Neurofibromatosis type 1 (NF1), the autosomal dominant diseases in humans, is caused by defects in the NF1 tumor-suppressor gene. To date, more than 700 independent mutations have been identified in the NF1 gene, the majority of which are family specific. The aim of this study was to investigate the pathogenic mutations in NF1 gene in 15 Korean NF1 families. We performed genetic analysis on 37 patients from 15 unrelated families by using RT-PCR and mRNA sequencing with 12 primer set including whole coding region of the NF1 gene. Here, we identified the familial and sporadic mutations in 34 of 37 patients (91.9 %) and found the familial mutations in 11 of 15 families (73.3 %).

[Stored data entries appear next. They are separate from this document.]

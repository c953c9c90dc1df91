//! Signal envelope and stream processing primitives for Home Climate Control.
//!
//! Everything that flows through the control pipeline is a [`Signal`]: a timestamped
//! value carrying a health [`Status`], an optional [`SignalError`] and an optional
//! payload that rides along unchanged (usually the name of the zone or sensor the
//! value belongs to).
//!
//! # Architecture
//!
//! - Processors implement [`SignalProcessor`]: one input signal yields zero or one
//!   output signal, synchronously.
//! - [`stream`] lifts any processor onto tokio channels so processors can be
//!   chained into pipelines running as independent tasks.
//! - [`filter`] holds the stock processors: median smoothing, rate limiting,
//!   value conversion, fallback between sources and timeout detection.

pub mod error;
pub mod filter;
pub mod processor;
pub mod signal;
pub mod stream;

pub use error::{FilterError, FilterResult};
pub use filter::{
    AnalogConverter, AnalogFilter, ConvertingFilter, FallbackFilter, GuardHandle, Identity, Lm34, MedianFilter,
    RateLimiter, SameSignal, TimeoutGuard, Tmp36, ValueEquals, MIN_TIMEOUT,
};
pub use processor::SignalProcessor;
pub use signal::{Signal, SignalError, Status};
pub use stream::{SignalReceiver, SignalSender, CHANNEL_CAPACITY};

We detected 29 mutations of NF1 gene, which may encode the truncated form of neurofibromin. Four mutations were found in the cAMP-dependent protein kinase recognition sites (G1610A, c.2179delCAG) and the GTPase activating protein related domain (c.3169insT, c.2863delC). In this series of familial studies, we report a wide spectrum of NF1 mutations in Korean patients. We conclude that most mutations caused abnormal transcripts and premature termination of the mutant alleles. Then we suggest that these may provide further insights into the pathogenesis of NF1.